PROBLEM
Begin with the first line of the entries below and reproduce each line exactly, ending with the line that holds "Backoff before the".

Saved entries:
= = = = =
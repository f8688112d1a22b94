//! Bounded retry for downstream RPC calls.
//!
//! [`with_retry`] re-invokes a fallible async operation with exponential
//! backoff, limited to the policy's attempt budget. Only errors classified as
//! transient are retried; permanent failures surface immediately.
//!
//! Classification prefers typed errors from the HTTP client (timeouts,
//! connection failures, status codes). For opaque error strings from unknown
//! sources, [`classify_message`] falls back to substring matching.

use std::fmt::Display;
use std::time::Duration;

use crate::hooks::HookRegistry;

/// How an error should be treated by the retry loop.
#[derive(Debug, Clone, Copy, PartialEq, Eq)]
pub enum RetryClass {
    /// Worth retrying after backoff.
    Transient,
    /// The downstream did not answer in time. Retryable.
    Timeout,
    /// The downstream throttled us. Retryable.
    RateLimited,
    /// Retrying cannot help.
    Permanent,
}

impl RetryClass {
    pub fn retryable(self) -> bool {
        !matches!(self, RetryClass::Permanent)
    }
}

/// Retry budget and backoff curve.
#[derive(Debug, Clone)]
pub struct RetryPolicy {
    pub max_attempts: u32,
    pub initial_interval: Duration,
    pub max_interval: Duration,
    pub multiplier: f64,
}

impl Default for RetryPolicy {
    fn default() -> Self {
        Self {
            max_attempts: 3,
            initial_interval: Duration::from_millis(250),
            max_interval: Duration::from_secs(10),
            multiplier: 2.0,
        }
    }
}

impl RetryPolicy {
    /// Backoff before the attempt after `attempt` (1-based):
    /// `min(max_interval, initial_interval * multiplier^(attempt-1))`.
    pub fn backoff_interval(&self, attempt: u32) -> Duration {
        let exp = attempt.saturating_sub(1);
        let factor = self.multiplier.powi(exp as i32);
        let raw = self.initial_interval.as_secs_f64() * factor;
        Duration::from_secs_f64(raw.min(self.max_interval.as_secs_f64()))
    }
}

/// Classify a typed HTTP client error.
pub fn classify_reqwest(err: &reqwest::Error) -> RetryClass {
    if err.is_timeout() {
        return RetryClass::Timeout;
    }
    if err.is_connect() {
        return RetryClass::Transient;
    }
    if let Some(status) = err.status() {
        if status.as_u16() == 429 {
            return RetryClass::RateLimited;
        }
        if status.is_server_error() {
            return RetryClass::Transient;
        }
        if status.is_client_error() {
            return RetryClass::Permanent;
        }
    }
    RetryClass::Transient
}

/// Substring fallback for error strings with no typed source.
pub fn classify_message(message: &str) -> RetryClass {
    let lower = message.to_ascii_lowercase();
    if lower.contains("timeout") || lower.contains("timed out") || lower.contains("deadline") {
        return RetryClass::Timeout;
    }
    if lower.contains("rate limit") || lower.contains("too many requests") || lower.contains("429")
    {
        return RetryClass::RateLimited;
    }
    if lower.contains("500")
        || lower.contains("502")
        || lower.contains("503")
        || lower.contains("connection")
        || lower.contains("unavailable")
        || lower.contains("reset by peer")
    {
        return RetryClass::Transient;
    }
    RetryClass::Permanent
}

/// Invoke `operation` up to `policy.max_attempts` times.
///
/// Errors classified as `Permanent` are returned immediately; others sleep
/// the backoff interval and retry. Every retry emits an `rpc.retry`
/// observability event labeled with `service`.
pub async fn with_retry<T, E, F, Fut>(
    service: &str,
    policy: &RetryPolicy,
    hooks: &HookRegistry,
    classify: impl Fn(&E) -> RetryClass,
    mut operation: F,
) -> Result<T, E>
where
    F: FnMut() -> Fut,
    Fut: Future<Output = Result<T, E>>,
    E: Display,
{
    let mut attempt = 1u32;
    loop {
        match operation().await {
            Ok(value) => return Ok(value),
            Err(err) => {
                let class = classify(&err);
                if attempt >= policy.max_attempts.max(1) || !class.retryable() {
                    return Err(err);
                }
                hooks.rpc_retry(service, attempt, &err.to_string());
                tokio::time::sleep(policy.backoff_interval(attempt)).await;
                attempt += 1;
            }
        }
    }
}
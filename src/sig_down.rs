//! Graceful shutdown on SIGTERM and SIGINT.
//!
//! One [`SigDown`] instance is created at startup; its cancellation token is
//! cloned into the HTTP server, the webhook worker, and the idempotency
//! sweeper so all of them wind down together on the first signal.

use tokio::signal::unix::SignalKind;
use tokio::signal::unix::signal;
use tokio_util::sync::CancellationToken;
use tokio_util::task::TaskTracker;

/// Signal listener that fans a shutdown signal into a cancellation token.
pub struct SigDown {
    _task_tracker: TaskTracker,
    cancellation_token: CancellationToken,
}

impl SigDown {
    /// Register the signal handlers. Fails if signal registration fails.
    pub fn try_new() -> Result<Self, std::io::Error> {
        let mut sigterm = signal(SignalKind::terminate())?;
        let mut sigint = signal(SignalKind::interrupt())?;
        let inner = CancellationToken::new();
        let outer = inner.clone();
        let task_tracker = TaskTracker::new();
        task_tracker.spawn(async move {
            tokio::select! {
                _ = sigterm.recv() => {
                    tracing::info!("received SIGTERM, shutting down");
                    inner.cancel();
                },
                _ = sigint.recv() => {
                    tracing::info!("received SIGINT, shutting down");
                    inner.cancel();
                }
            }
        });
        task_tracker.close();
        Ok(Self {
            _task_tracker: task_tracker,
            cancellation_token: outer,
        })
    }

    /// A clone of the shutdown token for distributing to subsystems.
    pub fn cancellation_token(&self) -> CancellationToken {
        self.cancellation_token.clone()
    }
}
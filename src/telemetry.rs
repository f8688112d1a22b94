//! Logging and metrics bootstrap.
//!
//! Installs the `tracing` subscriber (respecting `RUST_LOG`, defaulting to
//! `info`) and the Prometheus metrics recorder whose handle backs the
//! `/metrics` endpoint. Both are process-wide and installed exactly once at
//! startup; calling [`Telemetry::init`] again is a no-op for the subscriber
//! and yields no second recorder.

use metrics_exporter_prometheus::{PrometheusBuilder, PrometheusHandle};
use tracing_subscriber::layer::SubscriberExt;
use tracing_subscriber::util::SubscriberInitExt;

/// Handles to the installed telemetry backends.
pub struct Telemetry {
    /// Render handle for Prometheus exposition; `None` when a recorder was
    /// already installed elsewhere in the process.
    pub prometheus: Option<PrometheusHandle>,
}

impl Telemetry {
    /// Install the tracing subscriber and the metrics recorder.
    pub fn init() -> Self {
        let filter = tracing_subscriber::EnvFilter::try_from_default_env()
            .unwrap_or_else(|_| tracing_subscriber::EnvFilter::new("info"));
        let subscriber_installed = tracing_subscriber::registry()
            .with(filter)
            .with(tracing_subscriber::fmt::layer())
            .try_init()
            .is_ok();
        if !subscriber_installed {
            tracing::debug!("tracing subscriber was already installed");
        }

        let prometheus = match PrometheusBuilder::new().install_recorder() {
            Ok(handle) => Some(handle),
            Err(err) => {
                tracing::warn!(error = %err, "metrics recorder not installed");
                None
            }
        };

        Self { prometheus }
    }
}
= = = = =
OUTPUT OF THE EXERCISE
repository f8688112d1a22b94
//! Bounded retry for downstream RPC calls.
//!
//! [`with_retry`] re-invokes a fallible async operation with exponential
//! backoff, limited to the policy's attempt budget. Only errors classified as
//! transient are retried; permanent failures surface immediately.
//!
//! Classification prefers typed errors from the HTTP client (timeouts,
//! connection failures, status codes). For opaque error strings from unknown
//! sources, [`classify_message`] falls back to substring matching.

use std::fmt::Display;
use std::time::Duration;

use crate::hooks::HookRegistry;

/// How an error should be treated by the retry loop.
#[derive(Debug, Clone, Copy, PartialEq, Eq)]
pub enum RetryClass {
    /// Worth retrying after backoff.
    Transient,
    /// The downstream did not answer in time. Retryable.
    Timeout,
    /// The downstream throttled us. Retryable.
    RateLimited,
    /// Retrying cannot help.
    Permanent,
}

impl RetryClass {
    pub fn retryable(self) -> bool {
        !matches!(self, RetryClass::Permanent)
    }
}

/// Retry budget and backoff curve.
#[derive(Debug, Clone)]
pub struct RetryPolicy {
    pub max_attempts: u32,
    pub initial_interval: Duration,
    pub max_interval: Duration,
    pub multiplier: f64,
}

impl Default for RetryPolicy {
    fn default() -> Self {
        Self {
            max_attempts: 3,
            initial_interval: Duration::from_millis(250),
            max_interval: Duration::from_secs(10),
            multiplier: 2.0,
        }
    }
}

impl RetryPolicy {
    /// Backoff before the attempt after `attempt` (1-based):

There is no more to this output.